The sheer unfairness of such regulations speaks for itself. Whatever your view of unions or businesses — or of any interest group — there should be only one standard for determining whether they can engage in political expression. In 15 states, according to the National Conference of State Legislatures, businesses and unions alike are prohibited from making direct campaign contributions. Nearly twice as many states permit both to contribute on equal terms. If you didn't know better, you might think it a no-brainer that a state like Massachusetts — a cradle of American liberty, the home of such free-speech champions as Oliver Wendell Holmes Jr. and Louis Brandeis — would be in the second group, holding the marketplace of ideas open to all comers.

Instead Massachusetts is one of a handful of states that blatantly discriminates, blocking campaign contributions from businesses while clearing the way for unions to get involved in electoral contests. The $15,000 no-disclosure loophole is especially egregious. "More than any other state," argues Jim Manley, a senior litigator with the Arizona-based Goldwater Institute, a pro-bono legal group representing the plaintiffs, "Massachusetts' campaign contribution restrictions are tilted in favor of unions and against businesses."

This isn't the first time the state has faced legal action over its disregard for First Amendment freedoms

In McCullen v. Coakley, a case decided last June, the US Supreme Court unanimously struck down the Massachusetts "buffer zone" law, which prohibited even peaceful speech or silent protest within 35 feet of abortion clinics. The justices rejected the state's claim that the sweeping ban made it easy to preserve public order. "A painted line on the sidewalk is easy to enforce," the court observed dryly, "but the prime objective of the First Amendment is not efficiency."

Massachusetts was likewise rebuked by the high court in 1995, when the justices slapped down attempts to force organizers of the South Boston St. Patrick's Day parade to include a gay and lesbian group among the marchers. Such behavior "grates on the First Amendment," wrote Justice David Souter. Government "is not free to interfere with speech for no better reason than promoting an approved message or discouraging a disfavored one."

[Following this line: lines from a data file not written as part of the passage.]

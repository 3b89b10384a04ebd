//! Per-folder image export engine.
//!
//! Every folder-group in the document becomes one image file: the engine
//! hides every layer, shows the one folder, asks the host to render, and
//! restores the captured visibility before moving on — so each folder's
//! isolation is independent and self-correcting even under error. One
//! folder's failure never stops the batch.

use std::path::Path;

use tracing::info;

use lb_common::{ExportOptions, LayerId};
use lb_document::{flatten_all, flatten_folders, DocumentHost, VisibilitySnapshot};

use crate::cancel::CancelToken;
use crate::error::PipelineError;
use crate::event::Reporter;

/// Characters that must not appear in an exported file stem.
const ILLEGAL_STEM_CHARS: &[char] = &['\\', '/', ':', '*', '?', '"', '<', '>', '|'];

/// Replace filesystem-hostile characters in a folder name with `_`.
pub fn sanitize_file_stem(name: &str) -> String {
    name.chars()
        .map(|c| if ILLEGAL_STEM_CHARS.contains(&c) { '_' } else { c })
        .collect()
}

/// What a completed export session did.
#[derive(Clone, Debug, PartialEq, Eq)]
pub struct ExportSummary {
    /// Folders exported successfully.
    pub exported: usize,
    /// Folders whose export failed (logged, skipped).
    pub failed: usize,
}

/// Run a full folder-export session against `host`.
///
/// `options` must already be merged (caller overrides over defaults) and
/// carry a resolved output directory. Synchronous core;
/// [`ExportPipeline::start`](crate::ExportPipeline::start) wraps it in a
/// worker thread. Polls `cancel` before each folder; a cancellation
/// mid-folder is honored only after that folder's visibility restore.
pub fn run_export<H: DocumentHost + ?Sized>(
    host: &mut H,
    options: &ExportOptions,
    reporter: &Reporter,
    cancel: &CancelToken,
) -> Result<ExportSummary, PipelineError> {
    if !host.is_open() {
        reporter.log("No document open.");
        return Err(PipelineError::NoDocument);
    }
    options
        .validate()
        .map_err(PipelineError::InvalidOptions)?;
    let directory = match &options.directory {
        Some(dir) => dir.clone(),
        None => {
            reporter.log("Export cancelled: No output directory selected.");
            return Err(PipelineError::NoOutputDirectory);
        }
    };

    reporter.log("Getting folder list...");
    let folders = flatten_folders(host)?;
    if folders.is_empty() {
        reporter.log("No folder layers found in document.");
        return Err(PipelineError::NoTargets("no folder layers found"));
    }
    reporter.log(format!("Found {} folders to export.", folders.len()));
    info!(
        folders = folders.len(),
        directory = %directory.display(),
        format = %options.format,
        "Starting folder export"
    );
    reporter.started(folders.len() as u64);

    let mut summary = ExportSummary {
        exported: 0,
        failed: 0,
    };
    let total = folders.len();
    for (index, &folder) in folders.iter().enumerate() {
        if cancel.is_requested() {
            reporter.log("Export cancelled by user.");
            return Err(PipelineError::Cancelled);
        }

        let name = host.name(folder).unwrap_or_else(|_| folder.to_string());
        reporter.log(format!("Processing folder {}/{}: {}", index + 1, total, name));

        if export_one_folder(host, folder, &name, &directory, options, reporter) {
            summary.exported += 1;
        } else {
            summary.failed += 1;
        }

        // One unit per folder processed, success or failure alike.
        reporter.progress();
    }

    reporter.log("Export completed successfully.");
    Ok(summary)
}

/// Isolate one folder, export it, and put visibility back.
///
/// The visibility restore runs on success and failure alike, before the
/// next folder is touched. Returns whether the export succeeded.
fn export_one_folder<H: DocumentHost + ?Sized>(
    host: &mut H,
    folder: LayerId,
    name: &str,
    directory: &Path,
    options: &ExportOptions,
    reporter: &Reporter,
) -> bool {
    // Capture before any mutation; a capture failure means nothing was
    // touched, so the folder is skipped outright.
    let all = match flatten_all(host) {
        Ok(all) => all,
        Err(e) => {
            reporter.log(format!("Error during export process: {e}"));
            return false;
        }
    };
    let snapshot = match VisibilitySnapshot::capture(host, &all) {
        Ok(snapshot) => snapshot,
        Err(e) => {
            reporter.log(format!("Error during export process: {e}"));
            return false;
        }
    };

    let result = isolate_and_export(host, folder, name, &all, directory, options);
    snapshot.restore(host);

    match result {
        Ok(file_name) => {
            reporter.log(format!("Successfully exported: {file_name}"));
            true
        }
        Err(e) => {
            reporter.log(format!("Error exporting {name}: {e}"));
            false
        }
    }
}

fn isolate_and_export<H: DocumentHost + ?Sized>(
    host: &mut H,
    folder: LayerId,
    name: &str,
    all: &[LayerId],
    directory: &Path,
    options: &ExportOptions,
) -> Result<String, PipelineError> {
    for &id in all {
        host.set_visible(id, false)?;
    }
    host.set_visible(folder, true)?;

    let stem = sanitize_file_stem(name);
    let file_name = format!("{stem}.{}", options.format.extension());
    host.export_image(&directory.join(&file_name), options)?;
    Ok(file_name)
}
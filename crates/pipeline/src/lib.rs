//! `lb-pipeline` — Batch automation pipelines for layered documents.
//!
//! Two workflows, both driven through the
//! [`DocumentHost`](lb_document::DocumentHost) capability interface:
//!
//! - **Mask conversion** ([`convert`]): turn every masked leaf layer
//!   into a solid-fill layer carrying an equivalent clipping mask, in a
//!   three-phase pipeline with snapshot/restore cleanup.
//! - **Folder export** ([`export`]): render each folder-group to its own
//!   image file by isolating it, exporting, and restoring visibility.
//!
//! Progress, log lines, and the terminal outcome are streamed via a
//! crossbeam channel so a UI can display them and allow cancellation.
//!
//! # Architecture
//!
//! ```text
//! ConversionPipeline::start(host)          ExportPipeline::start(host, options)
//!   |                                        |
//!   +-- spawn "mask-convert" thread          +-- spawn "folder-export" thread
//!   |     run_conversion():                  |     run_export():
//!   |       pre  -> capture + hide masks     |       for each folder:
//!   |       main -> convert masked leaves    |         snapshot visibility
//!   |       post -> delete/clip/rename       |         isolate + export
//!   |       (restore on error/cancel)        |         restore visibility
//!   |                                        |
//!   +-- returns SessionHandle (events + cancel) for both
//! ```
//!
//! The `run_*` cores are synchronous and deterministic; the `start`
//! wrappers add the worker thread and the completion event.

pub mod cancel;
pub mod convert;
pub mod error;
pub mod event;
pub mod export;

// Re-export primary API at crate root
pub use cancel::CancelToken;
pub use convert::{run_conversion, ConversionPhase, ConversionSummary};
pub use error::PipelineError;
pub use event::{Reporter, SessionEvent, SessionHandle, SessionOutcome};
pub use export::{run_export, sanitize_file_stem, ExportSummary};

use tracing::{info, warn};

use lb_common::ExportOptions;
use lb_document::DocumentHost;

/// Starter for mask-conversion sessions.
pub struct ConversionPipeline;

impl ConversionPipeline {
    /// Start a conversion session on its own worker thread.
    ///
    /// The host moves into the session for its duration — the pipeline is
    /// the document's sole writer until the `Completed` event arrives.
    /// Returns a [`SessionHandle`] for event draining and cancellation.
    pub fn start<H>(host: H) -> Result<SessionHandle, PipelineError>
    where
        H: DocumentHost + Send + 'static,
    {
        let (reporter, events_rx) = Reporter::channel();
        let cancel = CancelToken::new();
        let worker_cancel = cancel.clone();

        std::thread::Builder::new()
            .name("mask-convert".to_string())
            .spawn(move || {
                let mut host = host;
                let outcome = match run_conversion(&mut host, &reporter, &worker_cancel) {
                    Ok(_) => SessionOutcome::Success,
                    Err(e) => {
                        warn!(error = %e, "Conversion session ended early");
                        e.into_outcome()
                    }
                };
                reporter.completed(outcome);
            })
            .map_err(|e| {
                PipelineError::StartFailed(format!("failed to spawn conversion thread: {e}"))
            })?;

        Ok(SessionHandle::new(events_rx, cancel))
    }
}

/// Starter for folder-export sessions.
pub struct ExportPipeline;

impl ExportPipeline {
    /// Start an export session on its own worker thread.
    ///
    /// Caller-supplied `overrides` are merged over the defaults for this
    /// invocation only. Options are validated before the thread spawns,
    /// so an invalid quality is an immediate error rather than a
    /// `Failed` event.
    pub fn start<H>(host: H, overrides: Option<ExportOptions>) -> Result<SessionHandle, PipelineError>
    where
        H: DocumentHost + Send + 'static,
    {
        let options = match overrides {
            Some(overrides) => ExportOptions::default().merged(&overrides),
            None => ExportOptions::default(),
        };
        options.validate().map_err(PipelineError::InvalidOptions)?;
        info!(format = %options.format, quality = options.quality, "Export session requested");

        let (reporter, events_rx) = Reporter::channel();
        let cancel = CancelToken::new();
        let worker_cancel = cancel.clone();

        std::thread::Builder::new()
            .name("folder-export".to_string())
            .spawn(move || {
                let mut host = host;
                let outcome = match run_export(&mut host, &options, &reporter, &worker_cancel) {
                    Ok(_) => SessionOutcome::Success,
                    Err(e) => {
                        warn!(error = %e, "Export session ended early");
                        e.into_outcome()
                    }
                };
                reporter.completed(outcome);
            })
            .map_err(|e| {
                PipelineError::StartFailed(format!("failed to spawn export thread: {e}"))
            })?;

        Ok(SessionHandle::new(events_rx, cancel))
    }
}

#[cfg(test)]
mod tests {
    use super::*;
    use lb_common::{ImageFormat, LayerKind, Rgb};
    use lb_document::SimDocument;
    use std::path::PathBuf;
    use std::time::Duration;

    fn make_convertible_doc() -> SimDocument {
        let mut doc = SimDocument::new();
        let folder = doc.add_folder(None, "Group 1");
        let masked = doc.add_pixel(Some(folder), "hero");
        doc.attach_mask(masked);
        doc.set_sample_color(masked, Rgb::new(10, 20, 30));
        doc.add_layer(Some(folder), "plain", LayerKind::Other);
        doc
    }

    fn wait_for_completion(handle: &SessionHandle) -> Option<SessionOutcome> {
        for _ in 0..200 {
            while let Some(event) = handle.try_recv_event() {
                if let SessionEvent::Completed(outcome) = event {
                    return Some(outcome);
                }
            }
            std::thread::sleep(Duration::from_millis(5));
        }
        None
    }

    #[test]
    fn conversion_session_completes() {
        let handle = ConversionPipeline::start(make_convertible_doc()).unwrap();
        let outcome = wait_for_completion(&handle).expect("session did not finish");
        assert!(outcome.is_success());
    }

    #[test]
    fn conversion_session_start_and_cancel() {
        let handle = ConversionPipeline::start(make_convertible_doc()).unwrap();
        handle.cancel();
        assert!(handle.is_cancel_requested());

        // Whether the worker observed the flag in time or finished first,
        // the terminal event must arrive.
        let outcome = wait_for_completion(&handle).expect("session did not finish");
        assert!(outcome.is_success() || outcome.is_cancelled());
    }

    #[test]
    fn export_session_completes_and_reports_per_folder_progress() {
        let mut doc = SimDocument::new();
        doc.add_folder(None, "A");
        doc.add_folder(None, "B");
        let options = ExportOptions {
            directory: Some(PathBuf::from("/out")),
            ..ExportOptions::default()
        };
        let handle = ExportPipeline::start(doc, Some(options)).unwrap();

        let mut progress_units = 0u64;
        let mut outcome = None;
        for _ in 0..200 {
            while let Some(event) = handle.try_recv_event() {
                match event {
                    SessionEvent::Progress { units } => progress_units += units,
                    SessionEvent::Completed(o) => outcome = Some(o),
                    _ => {}
                }
            }
            if outcome.is_some() {
                break;
            }
            std::thread::sleep(Duration::from_millis(5));
        }
        assert_eq!(outcome.map(|o| o.is_success()), Some(true));
        assert_eq!(progress_units, 2);
    }

    #[test]
    fn export_start_rejects_invalid_quality() {
        let options = ExportOptions {
            quality: 150,
            format: ImageFormat::Jpeg,
            directory: Some(PathBuf::from("/out")),
            ..ExportOptions::default()
        };
        let result = ExportPipeline::start(SimDocument::new(), Some(options));
        assert!(matches!(result, Err(PipelineError::InvalidOptions(_))));
    }

    #[test]
    fn export_session_fails_without_directory() {
        let mut doc = SimDocument::new();
        doc.add_folder(None, "A");
        let handle = ExportPipeline::start(doc, None).unwrap();
        let outcome = wait_for_completion(&handle).expect("session did not finish");
        assert_eq!(outcome.message(), Some("no output directory selected"));
    }
}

An even earlier free-speech landmark, the 1978 case of Bank of Boston v. Bellotti, is especially relevant to the new lawsuit over contributions. Massachusetts had made it illegal for businesses to give money to ballot initiative campaigns. The Supreme Court ruled that under the Bill of Rights, no such ban could stand: There is "no support in the First or Fourteenth Amendment . . . for the proposition that speech that otherwise would be within the protection of the First Amendment loses that protection simply because its source is a corporation."

The key teaching of the Bellotti case — that the First Amendment does not allow political speech restrictions based on a speaker's corporate identity — is not one that the Supreme Court has backed away from. If anything, it is even more secure today than just a few years ago. Massachusetts cannot get away with treating political spending by organized labor as so sublime that unions can donate $15,000, no questions asked, to a single candidate, while individual donors are held to $1,000 — and businesses are deemed too impure to be allowed to donate one red cent. Nor can the state justify its green light for union-financed PACs, while it warns businesses against giving anything to a PAC, not even a business name.

"Massachusetts needs extraordinarily good reasons to discriminate against businesses' political speech," the plaintiffs' lawyers contend, "and there is no reason good enough to justify Massachusetts' total ban."

Will Beacon Hill once again dig in its heels and defend an unconstitutional law? Or will it this time defer to the Constitution — and rectify its campaign-finance injustice voluntarily, before it's forced to do so in court?